By EVA CASALJAY
October 18, 2019
The Department of Health (DoH) has warned the public that electronic cigarettes (e-cigarettes), commonly known as “vapes,” and heated tobacco products pose the same threats as traditional cigarettes.
Citing the recent epidemic on vaping-related illnesses in the United States, which led to 26 deaths, Health Secretary Francisco Duque 3rd on Thursday said e-cigarettes were not alternatives for smokers wishing to quit.
“Electronic cigarettes and heated tobacco products are sold in the market as alternatives for smokers trying to wean themselves off tobacco. Some studies claim that they contain fewer toxic chemicals and are less harmful alternatives to cigarettes. We do not support their claim of reduced harm. These products endanger the health of both users and non-users, and are clearly not meant for children,” Duque stated.
The World Health Organization has introduced the International Classification of Diseases (ICD) 10 code U07.0, an international tool for classifying and monitoring diseases.
With ICD 10 code U07.0, health facilities are required to immediately report and use proper codes for acutely ill patients who have used e-cigarettes in the last 90 days, with no other plausible causes for illness. The data gathered will be used by the Health department as guidance for policy making.

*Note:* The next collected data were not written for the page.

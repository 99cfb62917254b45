use serde::{Deserialize, Serialize};
use std::path::PathBuf;

use crate::scoring::{ScoringConfig, ScoringConfigUpdate};

#[derive(Debug, Default, Deserialize, Serialize)]
#[serde(deny_unknown_fields)]
pub struct Config {
    /// Overrides merged over the default scoring configuration
    #[serde(default)]
    pub scoring: Option<ScoringConfigUpdate>,

    /// Checklist store file (defaults to ~/.config/checkscore/checklists.json)
    #[serde(default)]
    pub store_path: Option<PathBuf>,
}

impl Config {
    /// Effective scoring configuration: defaults with the file's overrides applied.
    pub fn scoring_config(&self) -> ScoringConfig {
        let mut config = ScoringConfig::default();
        if let Some(ref update) = self.scoring {
            config.apply(update);
        }
        config
    }
}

“All health and allied health professionals are urged to be vigilant in identifying risks during routine clinic evaluations by taking the history of tobacco use and use of e-cigarettes or vapes in all patients. DoH also calls on the medical community, parents and teachers to help address the widespread use of electronic cigarettes, particularly among the youth and young adults,” Duque said.
Rizalina Gonzales, council chairman of the Philippine Pediatric Society, cited The Global Youth Tobacco Survey of 2015, saying, “42 percent of youth know e-cigarettes and 11.2 percent have tried using it.”
But she noted the number could have risen because of the popularity of the products.
Susan Pineda Mercado, special assistant to the president on Global Health Initiatives, called on the public to be part of a global movement to keep children away from smoking and protect the health of young people.
She said attacks from companies producing e-cigarettes and heated tobacco products were leading to weak regulation.
The DoH said two cases had been filed against the agency and the Food and Drug Administration for being “out of bounds” in regulating nicotine products.
It added that registration for distribution, manufacture and selling of these products were on hold because of the cases.
“This is a temporary setback, but it doesn’t stop us from spreading the facts surrounding the use of such a harmful product. We are the protector of public health and it is our view that we cannot let this go on and on… This is our bounded duty,” Duque said.